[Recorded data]
- - - - -

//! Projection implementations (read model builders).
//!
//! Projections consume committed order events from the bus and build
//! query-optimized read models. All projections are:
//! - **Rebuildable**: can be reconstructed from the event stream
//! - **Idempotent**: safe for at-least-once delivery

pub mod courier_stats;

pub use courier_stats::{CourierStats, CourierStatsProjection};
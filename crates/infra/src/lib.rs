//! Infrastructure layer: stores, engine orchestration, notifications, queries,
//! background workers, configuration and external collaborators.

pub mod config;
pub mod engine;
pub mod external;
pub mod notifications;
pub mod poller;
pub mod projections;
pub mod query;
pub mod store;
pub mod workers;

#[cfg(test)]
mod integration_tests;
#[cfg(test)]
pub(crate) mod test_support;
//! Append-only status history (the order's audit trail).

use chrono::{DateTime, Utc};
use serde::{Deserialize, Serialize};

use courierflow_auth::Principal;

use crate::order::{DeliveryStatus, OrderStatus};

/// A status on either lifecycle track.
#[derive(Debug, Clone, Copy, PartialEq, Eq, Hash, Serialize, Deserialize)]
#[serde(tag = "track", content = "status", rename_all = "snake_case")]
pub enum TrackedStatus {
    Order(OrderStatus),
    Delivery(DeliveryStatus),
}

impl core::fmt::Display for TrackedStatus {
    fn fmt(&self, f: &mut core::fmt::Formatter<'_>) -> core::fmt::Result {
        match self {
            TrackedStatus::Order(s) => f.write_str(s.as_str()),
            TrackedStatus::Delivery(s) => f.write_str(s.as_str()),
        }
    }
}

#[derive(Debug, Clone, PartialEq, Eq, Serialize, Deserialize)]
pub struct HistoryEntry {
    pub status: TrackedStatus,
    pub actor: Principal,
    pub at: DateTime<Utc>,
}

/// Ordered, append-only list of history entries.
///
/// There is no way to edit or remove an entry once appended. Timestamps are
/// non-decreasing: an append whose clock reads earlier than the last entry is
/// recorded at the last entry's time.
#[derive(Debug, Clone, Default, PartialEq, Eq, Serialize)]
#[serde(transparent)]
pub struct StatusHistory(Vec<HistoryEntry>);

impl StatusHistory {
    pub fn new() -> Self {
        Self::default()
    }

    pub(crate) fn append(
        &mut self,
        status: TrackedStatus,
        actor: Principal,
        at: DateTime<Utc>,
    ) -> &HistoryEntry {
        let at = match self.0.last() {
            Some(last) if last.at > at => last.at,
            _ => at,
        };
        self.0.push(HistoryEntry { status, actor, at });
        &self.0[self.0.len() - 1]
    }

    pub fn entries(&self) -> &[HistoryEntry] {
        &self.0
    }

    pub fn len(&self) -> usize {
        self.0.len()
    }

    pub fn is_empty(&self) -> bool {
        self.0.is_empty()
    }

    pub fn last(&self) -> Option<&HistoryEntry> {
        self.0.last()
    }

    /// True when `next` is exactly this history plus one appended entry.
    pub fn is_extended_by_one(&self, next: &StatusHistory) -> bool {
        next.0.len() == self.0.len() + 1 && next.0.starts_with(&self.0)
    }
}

- - - - -

- [What the exercise asks]: Would you retype all of the lines shown above, exactly as given?

- [The answer]:
//! Projection implementations (read model builders).
//!
//! Projections consume committed order events from the bus and build
//! query-optimized read models. All projections are:
//! - **Rebuildable**: can be reconstructed from the event stream
//! - **Idempotent**: safe for at-least-once delivery

pub mod courier_stats;

pub use courier_stats::{CourierStats, CourierStatsProjection};
filename crates/infra/src/lib.rs
//! Infrastructure layer: stores, engine orchestration, notifications, queries,
//! background workers, configuration and external collaborators.

pub mod config;
pub mod engine;
pub mod external;
pub mod notifications;
pub mod poller;
pub mod projections;
pub mod query;
pub mod store;
pub mod workers;

#[cfg(test)]
mod integration_tests;
#[cfg(test)]
pub(crate) mod test_support;
//! Append-only status history (the order's audit trail).

use chrono::{DateTime, Utc};
use serde::{Deserialize, Serialize};

use courierflow_auth::Principal;

use crate::order::{DeliveryStatus, OrderStatus};

/// A status on either lifecycle track.
#[derive(Debug, Clone, Copy, PartialEq, Eq, Hash, Serialize, Deserialize)]
#[serde(tag = "track", content = "status", rename_all = "snake_case")]
pub enum TrackedStatus {
    Order(OrderStatus),
    Delivery(DeliveryStatus),
}

impl core::fmt::Display for TrackedStatus {
    fn fmt(&self, f: &mut core::fmt::Formatter<'_>) -> core::fmt::Result {
        match self {
            TrackedStatus::Order(s) => f.write_str(s.as_str()),
            TrackedStatus::Delivery(s) => f.write_str(s.as_str()),
        }
    }
}

#[derive(Debug, Clone, PartialEq, Eq, Serialize, Deserialize)]
pub struct HistoryEntry {
    pub status: TrackedStatus,
    pub actor: Principal,
    pub at: DateTime<Utc>,
}

/// Ordered, append-only list of history entries.
///
/// There is no way to edit or remove an entry once appended. Timestamps are
/// non-decreasing: an append whose clock reads earlier than the last entry is
/// recorded at the last entry's time.
#[derive(Debug, Clone, Default, PartialEq, Eq, Serialize)]
#[serde(transparent)]
pub struct StatusHistory(Vec<HistoryEntry>);

impl StatusHistory {
    pub fn new() -> Self {
        Self::default()
    }

    pub(crate) fn append(
        &mut self,
        status: TrackedStatus,
        actor: Principal,
        at: DateTime<Utc>,
    ) -> &HistoryEntry {
        let at = match self.0.last() {
            Some(last) if last.at > at => last.at,
            _ => at,
        };
        self.0.push(HistoryEntry { status, actor, at });
        &self.0[self.0.len() - 1]
    }

    pub fn entries(&self) -> &[HistoryEntry] {
        &self.0
    }

    pub fn len(&self) -> usize {
        self.0.len()
    }

    pub fn is_empty(&self) -> bool {
        self.0.is_empty()
    }

    pub fn last(&self) -> Option<&HistoryEntry> {
        self.0.last()
    }

    /// True when `next` is exactly this history plus one appended entry.
    pub fn is_extended_by_one(&self, next: &StatusHistory) -> bool {
        next.0.len() == self.0.len() + 1 && next.0.starts_with(&self.0)
    }
}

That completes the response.